** TASK **
Which of the lines below holds the string "label"? Copy every line that does.

** PROVIDED DATA **
- - -

//! Table rendering for command output

use comfy_table::{presets::UTF8_FULL, Cell, ContentArrangement, Table};
use taskboard_kanban::{filter::BoardStats, Board, ColumnWithTasks, LogEntry};

fn table(header: Vec<&str>) -> Table {
    let mut table = Table::new();
    table
        .load_preset(UTF8_FULL)
        .set_content_arrangement(ContentArrangement::Dynamic)
        .set_header(header);
    table
}

pub fn boards_table(boards: &[Board]) -> Table {
    let mut table = table(vec!["ID", "Title", "Color", "Created"]);
    for board in boards {
        table.add_row(vec![
            Cell::new(&board.id),
            Cell::new(&board.title),
            Cell::new(&board.color),
            Cell::new(board.created_at.format("%Y-%m-%d %H:%M")),
        ]);
    }
    table
}

pub fn board_stats(stats: &BoardStats) -> String {
    format!(
        "Total boards: {}   Updated this week: {}",
        stats.total, stats.recently_updated
    )
}

pub fn board_heading(board: &Board, active_filters: usize) -> String {
    let mut heading = format!("{} ({})", board.title, board.id);
    if let Some(description) = &board.description {
        heading.push_str(&format!("\n{description}"));
    }
    if active_filters > 0 {
        heading.push_str(&format!("\n{active_filters} filter(s) active"));
    }
    heading
}

/// One row per task, grouped by column in board order. Empty columns get
/// a single row so they still show up.
pub fn columns_table<'a>(columns: impl IntoIterator<Item = &'a ColumnWithTasks>) -> Table {
    let mut table = table(vec!["Column", "#", "Task", "Priority", "Assignee", "Due", "ID"]);
    for column in columns {
        let label = format!("{} ({})", column.column.title, column.column.id);
        if column.tasks.is_empty() {
            table.add_row(vec![label.as_str(), "", "-", "", "", "", ""]);
            continue;
        }
        for (index, task) in column.tasks.iter().enumerate() {
            let first = if index == 0 { label.as_str() } else { "" };
            table.add_row(vec![
                Cell::new(first),
                Cell::new(index),
                Cell::new(&task.title),
                Cell::new(task.priority),
                Cell::new(task.assignee.as_deref().unwrap_or("")),
                Cell::new(task.due_date.map(|d| d.to_string()).unwrap_or_default()),
                Cell::new(&task.id),
            ]);
        }
    }
    table
}

pub fn activity_table(entries: &[LogEntry]) -> Table {
    let mut table = table(vec!["When", "Op", "Actor", "ms", "Result"]);
    for entry in entries {
        let result = match entry.error_message() {
            Some(error) => format!("error: {error}"),
            None => "ok".to_string(),
        };
        table.add_row(vec![
            Cell::new(entry.timestamp.format("%Y-%m-%d %H:%M:%S")),
            Cell::new(&entry.op),
            Cell::new(entry.actor.as_deref().unwrap_or("")),
            Cell::new(entry.duration_ms),
            Cell::new(result),
        ]);
    }
    table
}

- - -

** TASK RESULT **
        let label = format!("{} ({})", column.column.title, column.column.id);
            table.add_row(vec![label.as_str(), "", "-", "", "", "", ""]);
            let first = if index == 0 { label.as_str() } else { "" };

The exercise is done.